Рядом с тысяцким Иван Можайский нетерпеливо поигрывал плетью, сбивая с сапог рыхлый снег. Иван Можайский видел, как один за другим вязли в глубоком снегу дозорные Василия Васильевича и, неловко барахтаясь, пытались выбраться на твердый наст, который обламывался под их тяжестью, и вновь они оказывались в прочном плену. Ратники Ивана Можайского без лишней суеты окружили стражей Василия Васильевича и после недолгой борьбы повязали их по рукам и ногам. А потом, бесчувственных, изрядно помятых, побросали в сани.
Плеть Ивана Можайского гибкой змейкой извивалась в воздухе, резала его со свистом и опускалась в глубокий снег.
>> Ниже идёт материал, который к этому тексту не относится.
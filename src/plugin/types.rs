//! Core plugin types.

use std::fmt;
use std::str::FromStr;

use serde::{Deserialize, Serialize};

/// Type of plugin.
#[derive(Debug, Clone, Copy, PartialEq, Eq, Hash, Serialize, Deserialize)]
#[serde(rename_all = "snake_case")]
pub enum PluginType {
    /// Extends the document editor.
    EditorExtension,
    /// Adds a feature module to the app.
    FeatureModule,
    /// Visual theme.
    Theme,
    /// Translations.
    LanguagePack,
    /// Connects an AI backend.
    AiAdapter,
    /// Import or export formats.
    ImportExport,
    /// Small helper tools.
    Utility,
    /// External service integration.
    Integration,
}

impl PluginType {
    /// All plugin types, in manifest order.
    pub const ALL: [Self; 8] = [
        Self::EditorExtension,
        Self::FeatureModule,
        Self::Theme,
        Self::LanguagePack,
        Self::AiAdapter,
        Self::ImportExport,
        Self::Utility,
        Self::Integration,
    ];

    /// Wire name used in `plugin.json`.
    pub fn as_str(&self) -> &'static str {
        match self {
            Self::EditorExtension => "editor_extension",
            Self::FeatureModule => "feature_module",
            Self::Theme => "theme",
            Self::LanguagePack => "language_pack",
            Self::AiAdapter => "ai_adapter",
            Self::ImportExport => "import_export",
            Self::Utility => "utility",
            Self::Integration => "integration",
        }
    }

    /// Get the display name for this plugin type.
    pub fn display_name(&self) -> &'static str {
        match self {
            Self::EditorExtension => "Editor Extension",
            Self::FeatureModule => "Feature Module",
            Self::Theme => "Theme",
            Self::LanguagePack => "Language Pack",
            Self::AiAdapter => "AI Adapter",
            Self::ImportExport => "Import/Export",
            Self::Utility => "Utility",
            Self::Integration => "Integration",
        }
    }
}

impl fmt::Display for PluginType {
    fn fmt(&self, f: &mut fmt::Formatter<'_>) -> fmt::Result {
        write!(f, "{}", self.display_name())
    }
}

impl FromStr for PluginType {
    type Err = String;

    fn from_str(s: &str) -> Result<Self, Self::Err> {
        Self::ALL
            .into_iter()
            .find(|t| t.as_str() == s)
            .ok_or_else(|| format!("unknown plugin type '{s}'"))
    }
}

/// A coarse-grained host subsystem a plugin may access.
#[derive(Debug, Clone, Copy, PartialEq, Eq, Hash, PartialOrd, Ord, Serialize, Deserialize)]
#[serde(rename_all = "lowercase")]
pub enum Capability {
    Editor,
    Project,
    Ai,
    Filesystem,
    Network,
    Ui,
    Storage,
}

impl Capability {
    pub const ALL: [Self; 7] = [
        Self::Editor,
        Self::Project,
        Self::Ai,
        Self::Filesystem,
        Self::Network,
        Self::Ui,
        Self::Storage,
    ];

    /// Wire name, also the base permission name for this capability.
    pub fn as_str(&self) -> &'static str {
        match self {
            Self::Editor => "editor",
            Self::Project => "project",
            Self::Ai => "ai",
            Self::Filesystem => "filesystem",
            Self::Network => "network",
            Self::Ui => "ui",
            Self::Storage => "storage",
        }
    }

    /// Whether `permission` gates this capability.
    ///
    /// `filesystem` and `filesystem:write` both belong to [`Capability::Filesystem`].
    pub fn covers(&self, permission: &str) -> bool {
        let base = self.as_str();
        permission == base
            || permission.strip_prefix(base).is_some_and(|rest| rest.starts_with(':'))
    }
}

impl fmt::Display for Capability {
    fn fmt(&self, f: &mut fmt::Formatter<'_>) -> fmt::Result {
        f.write_str(self.as_str())
    }
}

impl FromStr for Capability {
    type Err = String;

    fn from_str(s: &str) -> Result<Self, Self::Err> {
        Self::ALL
            .into_iter()
            .find(|c| c.as_str() == s)
            .ok_or_else(|| format!("unknown capability '{s}'"))
    }
}

/// Risk tier attached to a permission.
#[derive(Debug, Clone, Copy, PartialEq, Eq, Hash, PartialOrd, Ord, Serialize, Deserialize)]
#[serde(rename_all = "lowercase")]
pub enum PermissionRisk {
    Low,
    Medium,
    High,
}

impl PermissionRisk {
    pub fn as_str(&self) -> &'static str {
        match self {
            Self::Low => "low",
            Self::Medium => "medium",
            Self::High => "high",
        }
    }

    /// Medium and high risk permissions need an explicit user confirmation.
    pub fn requires_confirmation(&self) -> bool {
        !matches!(self, Self::Low)
    }
}

impl fmt::Display for PermissionRisk {
    fn fmt(&self, f: &mut fmt::Formatter<'_>) -> fmt::Result {
        f.write_str(self.as_str())
    }
}

impl FromStr for PermissionRisk {
    type Err = String;

    fn from_str(s: &str) -> Result<Self, Self::Err> {
        match s {
            "low" => Ok(Self::Low),
            "medium" => Ok(Self::Medium),
            "high" => Ok(Self::High),
            other => Err(format!("unknown risk tier '{other}'")),
        }
    }
}

/// Script languages with a registered engine slot.
pub const SCRIPT_LANGUAGES: [&str; 3] = ["javascript", "python", "lua"];

/// Contribution type that becomes a command on activation.
pub const COMMAND_CONTRIBUTION: &str = "command";

/// Plugin manifest file name.
pub const MANIFEST_FILE: &str = "plugin.json";

/// Host application version plugins are checked against by default.
pub const DEFAULT_APP_VERSION: &str = "1.0.0";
Путь в Троицкий монастырь был свободен.
Иван Андреевич еще медлил, понимал, что от его воли зависит не только судьба великого княжения, но и самой Москвы. А что, если повернуть против Шемяки? До чего додумался супостат — великих княгинь в холодных сенях держал, пока с боярами решал, как с московским князем поступить. Софья Витовтовна (горда шибко!) накидку соболиную брать не пожелала, так и простояла в одном сарафане на стуже. И Василий Васильевич ведь не чужой, а брат двоюродный! К кому первому он за помощью обращался, когда против ордынцев укреплялся? К Ивану Можайскому! С кем планами своими делился? И здесь Иван Андреевич. И даже с братом Шемякой мирил его можайский князь.
Гибкая плеть изрезала вокруг весь снег, неровные, извилистые линии глубокими шрамами оставались на белой поверхности. Вот удар пришелся мимо цели, и кожаный ремень, крепко обвив голенище, причинил князю боль.
— Ну что ты стоишь?! — сжав зубы, простонал можайский князь. — Погоняй дружину скорее в Троицу! Вели князя брать! Не ровен час, уйдет!
Тысяцкий, укоряя себя за медлительность, уже покрикивал на дружину, подгонял ее к Троице.
Иван Можайский видел, как поле стало наполняться людьми, и ратники, облаченные в тяжелые доспехи, терпеливо и уверенно направлялись по глубокому снегу к Троице.
Он еще раза два хлестнул плетью снег, наказывая его за строптивость, а потом обломил древко о колено и с силой отшвырнул прочь.
— Государь, Василий Васильевич! — орал Прошка. — Шемяка у Троицы! За тобой приехал!